A few weeks ago, a pair of perfectly working (albeit old) Sonicwall TZ-215’s stopped processing Anti-Spam filtering within days of each other. Both had the same problem: The Sonicwall Anti-Spam service was unavailable. Both had active Anti-Spam subscriptions.
After several days of frustration and research, one of my clients opted to purchase a new TZ-400 firewall to end the problem. It was installed and sure enough, CASS worked perfectly. I set out to examine the difference between the new TZ-400 vs. the old TZ-215’s. Both of the TZ-215’s that were not working had anti spam service IP addresses that belonged to Amazon AWS, but the new TZ-400’s anti spam service had an IP address (204.212.170.13) that belonged to Sprint! Eureka!
I theorized that Sonicwall was migrating their anti spam servers away from Amazon and into a Sprint data center, but with the TZ-215 out of support and no firmware updates available, how could I tell my old TZ-215 firewall to point to the new anti spam server @ Sprint?
After some sleuthing, I found out that you can manually change the anti spam server by entering the TZ-215’s diagnostic mode. To do this, log in to any Sonicwall firewall (TZ200, TZ-210, TZ-215, TZ-300, etc) using admin credentials. After you are logged in, go to the URL bar and erase everything beyond the IP address (or FQDN) and add /diag.html and press enter.

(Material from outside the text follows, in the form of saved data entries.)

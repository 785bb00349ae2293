//! Href splitting
//!
//! An href is `[dir/]file[#fragment]`, relative to the folder of the
//! document holding it. Renames only ever touch the file part.

use std::path::{Component, Path, PathBuf};

/// Split an href into directory prefix (with trailing `/`), file name and
/// fragment (with leading `#`)
#[must_use]
pub fn split_href(href: &str) -> (&str, &str, &str) {
    let (path, fragment) = match href.find('#') {
        Some(at) => href.split_at(at),
        None => (href, ""),
    };
    match path.rfind('/') {
        Some(at) => (&path[..=at], &path[at + 1..], fragment),
        None => ("", path, fragment),
    }
}

/// File name part of an href
#[must_use]
pub fn href_file_name(href: &str) -> &str {
    split_href(href).1
}

/// Replace the file part of an href, keeping directory and fragment
#[must_use]
pub fn replace_href_file(href: &str, file_name: &str) -> String {
    let (dir, _, fragment) = split_href(href);
    format!("{dir}{file_name}{fragment}")
}

/// Lexically normalize a path: `.` dropped, `..` folded into its parent
#[must_use]
pub fn normalize_path(path: &Path) -> PathBuf {
    let mut out = PathBuf::new();
    for component in path.components() {
        match component {
            Component::CurDir => {}
            Component::ParentDir => match out.components().next_back() {
                Some(Component::Normal(_)) => {
                    out.pop();
                }
                Some(Component::RootDir | Component::Prefix(_)) => {}
                _ => out.push(".."),
            },
            other => out.push(other),
        }
    }
    if out.as_os_str().is_empty() {
        out.push(".");
    }
    out
}

/// File an href points at, resolved against the folder of the document
/// holding it. The fragment is ignored.
#[must_use]
pub fn resolve_href(base_dir: &Path, href: &str) -> PathBuf {
    let path = href.split('#').next().unwrap_or_default();
    normalize_path(&base_dir.join(path))
}

/// True when `href`, held by a document in `base_dir`, points at `target`
#[must_use]
pub fn href_targets(base_dir: &Path, href: &str, target: &Path) -> bool {
    !href_file_name(href).is_empty() && resolve_href(base_dir, href) == normalize_path(target)
}

#[cfg(test)]
mod tests {
    use super::*;

    #[test]
    fn paths_normalize_lexically() {
        assert_eq!(normalize_path(Path::new("./p/sub/../a.dita")), PathBuf::from("p/a.dita"));
        assert_eq!(normalize_path(Path::new("../x/./a.dita")), PathBuf::from("../x/a.dita"));
        assert_eq!(normalize_path(Path::new("/p/../../a")), PathBuf::from("/a"));
        assert_eq!(normalize_path(Path::new(".")), PathBuf::from("."));
    }

    #[test]
    fn hrefs_resolve_against_their_document() {
        let root = Path::new("/p");
        let sub = Path::new("/p/sub");
        assert!(href_targets(root, "a.dita#t", Path::new("/p/a.dita")));
        assert!(!href_targets(root, "sub/a.dita", Path::new("/p/a.dita")));
        assert!(!href_targets(sub, "a.dita", Path::new("/p/a.dita")));
        assert!(href_targets(sub, "../a.dita", Path::new("/p/./a.dita")));
        assert!(!href_targets(root, "#local", Path::new("/p")));
    }

    #[test]
    fn splits_all_parts() {
        assert_eq!(split_href("sub/dir/a.dita#t1/p2"), ("sub/dir/", "a.dita", "#t1/p2"));
        assert_eq!(split_href("a.dita"), ("", "a.dita", ""));
        assert_eq!(split_href("#local"), ("", "", "#local"));
    }

    #[test]
    fn replace_keeps_prefix_and_fragment() {
        assert_eq!(replace_href_file("../x/old.dita#top", "new.dita"), "../x/new.dita#top");
    }
}
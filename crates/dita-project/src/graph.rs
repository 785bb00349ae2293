//! Project graph
//!
//! The map, every topic it references (transitively), the images in the
//! project's image folder and, for sidecar-flavor projects, each topic's
//! metadata record. Discovery classifies and normalizes topics as it meets
//! them and writes back only what changed, so running it on an already
//! migrated project touches nothing.

use std::collections::{BTreeMap, HashMap};
use std::path::{Path, PathBuf};

use dita_content::{
    href_file_name, href_targets, replace_href_file, resolve_href, DocumentTree, NodeId, SerializeError, TopicType,
};

use crate::config::MigrationConfig;
use crate::error::DiscoveryError;
use crate::sidecar::Sidecar;
use crate::topic::{DiscoveryIssue, Image, MapEntry, Topic, TopicId};

/// Where a project keeps its images and metadata
#[derive(Debug, Clone, Copy, PartialEq, Eq)]
pub enum ProjectFlavor {
    /// Topics come with sidecar files; images sit next to the topics
    Sidecar,
    /// No sidecars; images sit in the media folder
    Media,
}

impl ProjectFlavor {
    /// Inspect the project folder
    pub fn detect(folder: &Path, config: &MigrationConfig) -> Result<Self, DiscoveryError> {
        let mut topics = 0usize;
        let mut sidecars = 0usize;
        let entries = std::fs::read_dir(folder).map_err(|e| DiscoveryError::io_error(folder, e))?;
        for entry in entries {
            let path = entry.map_err(|e| DiscoveryError::io_error(folder, e))?.path();
            if config.is_topic(&path) {
                topics += 1;
            } else if config.is_sidecar(&path) {
                sidecars += 1;
            }
        }
        if sidecars == 0 {
            return Ok(Self::Media);
        }
        if sidecars != topics {
            tracing::error!(
                "Project {} has {} topics but {} sidecar files",
                folder.display(),
                topics,
                sidecars
            );
        }
        Ok(Self::Sidecar)
    }

    /// Image folder for a project folder
    #[must_use]
    pub fn image_folder(self, folder: &Path, config: &MigrationConfig) -> PathBuf {
        match self {
            Self::Sidecar => folder.to_path_buf(),
            Self::Media => folder.join(&config.media_folder),
        }
    }
}

/// The resolved project
#[derive(Debug, Clone)]
pub struct ProjectGraph {
    config: MigrationConfig,
    map_path: PathBuf,
    folder: PathBuf,
    flavor: ProjectFlavor,
    map: DocumentTree,
    entries: Vec<MapEntry>,
    topics: Vec<Topic>,
    images: BTreeMap<String, Image>,
    issues: Vec<DiscoveryIssue>,
    map_dirty: bool,
}
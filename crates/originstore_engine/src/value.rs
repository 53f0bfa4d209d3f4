//! Dynamic record payload and key types.

use serde::{Deserialize, Serialize};
use std::cmp::Ordering;

/// A dynamic structured value.
///
/// This type represents any payload a bucket can store. Floats are
/// intentionally not supported so that every value can serve as a record
/// key with a total, deterministic ordering.
#[derive(Debug, Clone, PartialEq, Eq, Hash, Serialize, Deserialize)]
pub enum Value {
    /// Null value.
    Null,
    /// Boolean value.
    Bool(bool),
    /// Signed integer (supports full i64 range).
    Integer(i64),
    /// Text string (UTF-8).
    Text(String),
    /// Byte string.
    Bytes(Vec<u8>),
    /// Array of values.
    Array(Vec<Value>),
    /// Map of key-value pairs (keys are kept sorted).
    Map(Vec<(Value, Value)>),
}

impl Value {
    /// Create a map value with sorted keys.
    ///
    /// Keys are sorted by [`Value::cmp_ordered`] so that equal maps compare
    /// equal regardless of insertion order.
    #[must_use]
    pub fn map(mut pairs: Vec<(Value, Value)>) -> Self {
        pairs.sort_by(|a, b| a.0.cmp_ordered(&b.0));
        Value::Map(pairs)
    }

    /// Compare two values in the engine-defined total order.
    ///
    /// Values of different variants order by type rank (`Null < Bool <
    /// Integer < Text < Bytes < Array < Map`); values of the same variant
    /// order by their natural content order, element-wise for arrays and
    /// maps.
    #[must_use]
    pub fn cmp_ordered(&self, other: &Self) -> Ordering {
        let rank = Self::type_rank(self).cmp(&Self::type_rank(other));
        if rank != Ordering::Equal {
            return rank;
        }

        match (self, other) {
            (Value::Null, Value::Null) => Ordering::Equal,
            (Value::Bool(a), Value::Bool(b)) => a.cmp(b),
            (Value::Integer(a), Value::Integer(b)) => a.cmp(b),
            (Value::Text(a), Value::Text(b)) => a.cmp(b),
            (Value::Bytes(a), Value::Bytes(b)) => a.cmp(b),
            (Value::Array(a), Value::Array(b)) => Self::cmp_seq(a, b),
            (Value::Map(a), Value::Map(b)) => {
                for ((ka, va), (kb, vb)) in a.iter().zip(b.iter()) {
                    let key_ord = ka.cmp_ordered(kb);
                    if key_ord != Ordering::Equal {
                        return key_ord;
                    }
                    let value_ord = va.cmp_ordered(vb);
                    if value_ord != Ordering::Equal {
                        return value_ord;
                    }
                }
                a.len().cmp(&b.len())
            }
            // Variants already matched by type rank above.
            _ => unreachable!("mismatched variants with equal type rank"),
        }
    }

    fn cmp_seq(a: &[Value], b: &[Value]) -> Ordering {
        for (x, y) in a.iter().zip(b.iter()) {
            let ord = x.cmp_ordered(y);
            if ord != Ordering::Equal {
                return ord;
            }
        }
        a.len().cmp(&b.len())
    }

    const fn type_rank(value: &Value) -> u8 {
        match value {
            Value::Null => 0,
            Value::Bool(_) => 1,
            Value::Integer(_) => 2,
            Value::Text(_) => 3,
            Value::Bytes(_) => 4,
            Value::Array(_) => 5,
            Value::Map(_) => 6,
        }
    }
}

impl From<bool> for Value {
    fn from(v: bool) -> Self {
        Value::Bool(v)
    }
}

impl From<i64> for Value {
    fn from(v: i64) -> Self {
        Value::Integer(v)
    }
}

impl From<&str> for Value {
    fn from(v: &str) -> Self {
        Value::Text(v.to_string())
    }
}

impl From<String> for Value {
    fn from(v: String) -> Self {
        Value::Text(v)
    }
}

impl From<Vec<u8>> for Value {
    fn from(v: Vec<u8>) -> Self {
        Value::Bytes(v)
    }
}

impl From<Vec<Value>> for Value {
    fn from(v: Vec<Value>) -> Self {
        Value::Array(v)
    }
}

/// A record primary key.
///
/// Any [`Value`] can serve as a key; the wrapper provides the total
/// ordering the engine uses for key uniqueness and `get_all` enumeration.
#[derive(Debug, Clone, PartialEq, Eq, Hash, Serialize, Deserialize)]
pub struct Key(Value);

impl Key {
    /// Creates a key from a value.
    #[must_use]
    pub fn new(value: Value) -> Self {
        Self(value)
    }

    /// Returns the underlying value.
    #[must_use]
    pub fn value(&self) -> &Value {
        &self.0
    }

    /// Unwraps the key into its value.
    #[must_use]
    pub fn into_value(self) -> Value {
        self.0
    }
}

impl PartialOrd for Key {
    fn partial_cmp(&self, other: &Self) -> Option<Ordering> {
        Some(self.cmp(other))
    }
}

impl Ord for Key {
    fn cmp(&self, other: &Self) -> Ordering {
        self.0.cmp_ordered(&other.0)
    }
}

impl From<Value> for Key {
    fn from(value: Value) -> Self {
        Self(value)
    }
}

impl From<Key> for Value {
    fn from(key: Key) -> Self {
        key.0
    }
}

impl From<bool> for Key {
    fn from(v: bool) -> Self {
        Self(Value::Bool(v))
    }
}

impl From<i64> for Key {
    fn from(v: i64) -> Self {
        Self(Value::Integer(v))
    }
}

impl From<&str> for Key {
    fn from(v: &str) -> Self {
        Self(Value::Text(v.to_string()))
    }
}

impl From<String> for Key {
    fn from(v: String) -> Self {
        Self(Value::Text(v))
    }
}

#[cfg(test)]
mod tests {
    use super::*;

    #[test]
    fn type_rank_separates_variants() {
        let ordered = [
            Value::Null,
            Value::Bool(true),
            Value::Integer(-5),
            Value::Text("a".into()),
            Value::Bytes(vec![0xff]),
            Value::Array(vec![]),
            Value::Map(vec![]),
        ];
        for pair in ordered.windows(2) {
            assert_eq!(pair[0].cmp_ordered(&pair[1]), Ordering::Less);
        }
    }

    #[test]
    fn integer_ordering_is_numeric() {
        let a = Value::Integer(-10);
        let b = Value::Integer(2);
        assert_eq!(a.cmp_ordered(&b), Ordering::Less);
    }

    #[test]
    fn map_constructor_sorts_keys() {
        let m1 = Value::map(vec![
            (Value::from("b"), Value::Integer(2)),
            (Value::from("a"), Value::Integer(1)),
        ]);
        let m2 = Value::map(vec![
            (Value::from("a"), Value::Integer(1)),
            (Value::from("b"), Value::Integer(2)),
        ]);
        assert_eq!(m1, m2);
    }

    #[test]
    fn array_ordering_is_elementwise_then_length() {
        let short = Value::Array(vec![Value::Integer(1)]);
        let long = Value::Array(vec![Value::Integer(1), Value::Integer(2)]);
        assert_eq!(short.cmp_ordered(&long), Ordering::Less);
    }

    #[test]
    fn key_ordering_matches_value_ordering() {
        let a = Key::from("alpha");
        let b = Key::from("beta");
        assert!(a < b);
    }

    #[test]
    fn structured_key_roundtrips() {
        let key = Key::new(Value::Array(vec![Value::from("user"), Value::Integer(7)]));
        let value: Value = key.clone().into();
        assert_eq!(Key::from(value), key);
    }

    mod properties {
        use super::*;
        use proptest::prelude::*;

        fn arb_value() -> impl Strategy<Value = Value> {
            let leaf = prop_oneof![
                Just(Value::Null),
                any::<bool>().prop_map(Value::Bool),
                any::<i64>().prop_map(Value::Integer),
                "[a-z]{0,6}".prop_map(Value::Text),
                proptest::collection::vec(any::<u8>(), 0..6).prop_map(Value::Bytes),
            ];
            leaf.prop_recursive(2, 12, 3, |inner| {
                prop_oneof![
                    proptest::collection::vec(inner.clone(), 0..3).prop_map(Value::Array),
                    proptest::collection::vec((inner.clone(), inner), 0..3)
                        .prop_map(Value::map),
                ]
            })
        }

        proptest! {
            #[test]
            fn ordering_is_antisymmetric(a in arb_value(), b in arb_value()) {
                prop_assert_eq!(a.cmp_ordered(&b), b.cmp_ordered(&a).reverse());
            }

            #[test]
            fn ordering_is_consistent_with_equality(a in arb_value(), b in arb_value()) {
                prop_assert_eq!(a.cmp_ordered(&b) == Ordering::Equal, a == b);
            }

            #[test]
            fn ordering_is_reflexive(a in arb_value()) {
                prop_assert_eq!(a.cmp_ordered(&a), Ordering::Equal);
            }
        }
    }
}
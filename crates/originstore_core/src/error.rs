//! Error types for the storage facade.

use originstore_engine::EngineError;
use thiserror::Error;

/// Result type for facade operations.
pub type StoreResult<T> = Result<T, StoreError>;

/// Errors surfaced to facade callers.
///
/// Every failure rejects exactly the call that triggered it; nothing is
/// retried and nothing raises detached from its call.
#[derive(Debug, Error)]
pub enum StoreError {
    /// Opening or upgrading the shared database failed.
    #[error("connection error: {0}")]
    Connection(#[source] EngineError),

    /// A transaction as a whole failed, independent of any single request.
    #[error("transaction error: {0}")]
    Transaction(#[source] EngineError),

    /// An individual request failed while the transaction remained viable.
    #[error("request error: {0}")]
    Request(#[source] EngineError),
}

impl StoreError {
    /// Wraps an engine error from an open or upgrade.
    pub fn connection(err: EngineError) -> Self {
        Self::Connection(err)
    }

    /// Wraps an engine error from a transaction open or commit.
    pub fn transaction(err: EngineError) -> Self {
        Self::Transaction(err)
    }

    /// Wraps an engine error from an individual request.
    pub fn request(err: EngineError) -> Self {
        Self::Request(err)
    }
}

Click on the internal settings button and scroll down to the anti-spam settings section.
Click on the drop down box as shown below to change the CASS cloud service address from automatic to ‘Use this static IP’.
Manually add the CASS Server’s IP address (you can take it from a CASS enabled device that you know is working). You can also look at this page for CASS server IP’s, although at the time of this writing the IP’s listed here are still not up to date.